### Task item
Work out how many lines in the data hold the string "reloader". Reply with only that number.

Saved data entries
- - - -

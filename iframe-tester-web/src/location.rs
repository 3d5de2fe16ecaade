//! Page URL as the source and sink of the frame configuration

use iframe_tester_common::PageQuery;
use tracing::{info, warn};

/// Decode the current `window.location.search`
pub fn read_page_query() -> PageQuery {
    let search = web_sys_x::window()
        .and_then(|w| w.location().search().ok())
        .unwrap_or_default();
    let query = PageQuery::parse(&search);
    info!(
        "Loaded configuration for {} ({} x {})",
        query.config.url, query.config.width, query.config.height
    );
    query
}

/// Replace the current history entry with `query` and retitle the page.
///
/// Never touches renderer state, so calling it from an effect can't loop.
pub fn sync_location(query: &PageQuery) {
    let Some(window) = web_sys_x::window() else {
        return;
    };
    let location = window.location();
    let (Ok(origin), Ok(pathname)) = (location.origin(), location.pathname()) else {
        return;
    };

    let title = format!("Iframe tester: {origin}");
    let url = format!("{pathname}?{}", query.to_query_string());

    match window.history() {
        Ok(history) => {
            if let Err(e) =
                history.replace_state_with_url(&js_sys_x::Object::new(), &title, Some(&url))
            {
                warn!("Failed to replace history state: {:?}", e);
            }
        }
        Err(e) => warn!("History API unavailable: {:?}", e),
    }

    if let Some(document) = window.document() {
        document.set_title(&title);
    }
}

- - - -

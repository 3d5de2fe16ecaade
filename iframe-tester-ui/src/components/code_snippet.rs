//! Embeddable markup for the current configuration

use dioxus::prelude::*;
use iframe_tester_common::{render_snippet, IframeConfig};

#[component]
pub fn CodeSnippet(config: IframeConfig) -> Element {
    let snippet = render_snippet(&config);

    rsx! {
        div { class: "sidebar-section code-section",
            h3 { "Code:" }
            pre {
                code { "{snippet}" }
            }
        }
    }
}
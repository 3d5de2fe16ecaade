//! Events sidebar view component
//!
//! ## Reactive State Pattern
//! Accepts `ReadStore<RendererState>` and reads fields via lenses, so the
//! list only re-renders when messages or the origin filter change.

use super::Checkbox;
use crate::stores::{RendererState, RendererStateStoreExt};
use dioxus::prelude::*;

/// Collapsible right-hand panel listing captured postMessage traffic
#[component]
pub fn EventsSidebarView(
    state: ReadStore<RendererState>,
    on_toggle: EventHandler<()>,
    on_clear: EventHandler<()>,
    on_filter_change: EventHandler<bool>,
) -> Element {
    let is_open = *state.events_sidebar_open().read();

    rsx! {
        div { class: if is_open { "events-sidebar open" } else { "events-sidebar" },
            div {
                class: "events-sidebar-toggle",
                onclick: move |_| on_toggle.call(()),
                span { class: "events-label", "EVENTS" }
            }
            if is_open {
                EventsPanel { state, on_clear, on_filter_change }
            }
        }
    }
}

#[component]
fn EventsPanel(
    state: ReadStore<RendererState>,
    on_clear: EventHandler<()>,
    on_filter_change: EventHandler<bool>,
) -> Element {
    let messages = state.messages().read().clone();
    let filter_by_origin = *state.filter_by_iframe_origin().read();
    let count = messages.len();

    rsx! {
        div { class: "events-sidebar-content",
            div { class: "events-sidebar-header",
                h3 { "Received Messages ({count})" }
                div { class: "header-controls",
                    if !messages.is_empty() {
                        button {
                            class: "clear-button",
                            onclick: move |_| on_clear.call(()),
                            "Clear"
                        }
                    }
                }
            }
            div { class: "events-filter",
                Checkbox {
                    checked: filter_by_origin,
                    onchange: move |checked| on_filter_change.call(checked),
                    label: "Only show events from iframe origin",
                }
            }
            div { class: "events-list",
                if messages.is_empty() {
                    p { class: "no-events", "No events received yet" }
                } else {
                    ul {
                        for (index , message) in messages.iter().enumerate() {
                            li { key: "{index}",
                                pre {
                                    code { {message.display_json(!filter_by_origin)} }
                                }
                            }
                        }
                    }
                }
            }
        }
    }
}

- - - -

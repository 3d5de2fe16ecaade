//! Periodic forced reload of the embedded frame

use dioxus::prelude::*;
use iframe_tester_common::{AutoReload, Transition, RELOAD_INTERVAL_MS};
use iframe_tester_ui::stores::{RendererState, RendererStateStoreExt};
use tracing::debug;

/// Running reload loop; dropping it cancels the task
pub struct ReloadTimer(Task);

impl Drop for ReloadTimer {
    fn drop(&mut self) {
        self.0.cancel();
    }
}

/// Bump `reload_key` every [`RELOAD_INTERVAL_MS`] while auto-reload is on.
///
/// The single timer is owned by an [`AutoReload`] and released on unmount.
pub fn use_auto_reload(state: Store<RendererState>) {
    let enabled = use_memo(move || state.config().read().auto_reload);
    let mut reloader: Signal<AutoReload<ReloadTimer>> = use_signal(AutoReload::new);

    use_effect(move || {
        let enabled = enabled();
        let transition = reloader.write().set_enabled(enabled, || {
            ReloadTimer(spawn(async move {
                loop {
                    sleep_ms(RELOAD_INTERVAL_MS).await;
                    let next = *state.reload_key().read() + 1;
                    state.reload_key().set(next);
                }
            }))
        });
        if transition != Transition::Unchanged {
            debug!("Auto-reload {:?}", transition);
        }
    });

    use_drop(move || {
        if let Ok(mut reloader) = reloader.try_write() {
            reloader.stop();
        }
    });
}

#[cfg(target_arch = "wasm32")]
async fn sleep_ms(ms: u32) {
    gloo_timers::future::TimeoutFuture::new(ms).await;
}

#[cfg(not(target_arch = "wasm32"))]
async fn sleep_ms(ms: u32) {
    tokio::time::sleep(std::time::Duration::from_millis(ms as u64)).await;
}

- - - -

### Solution to the problem
4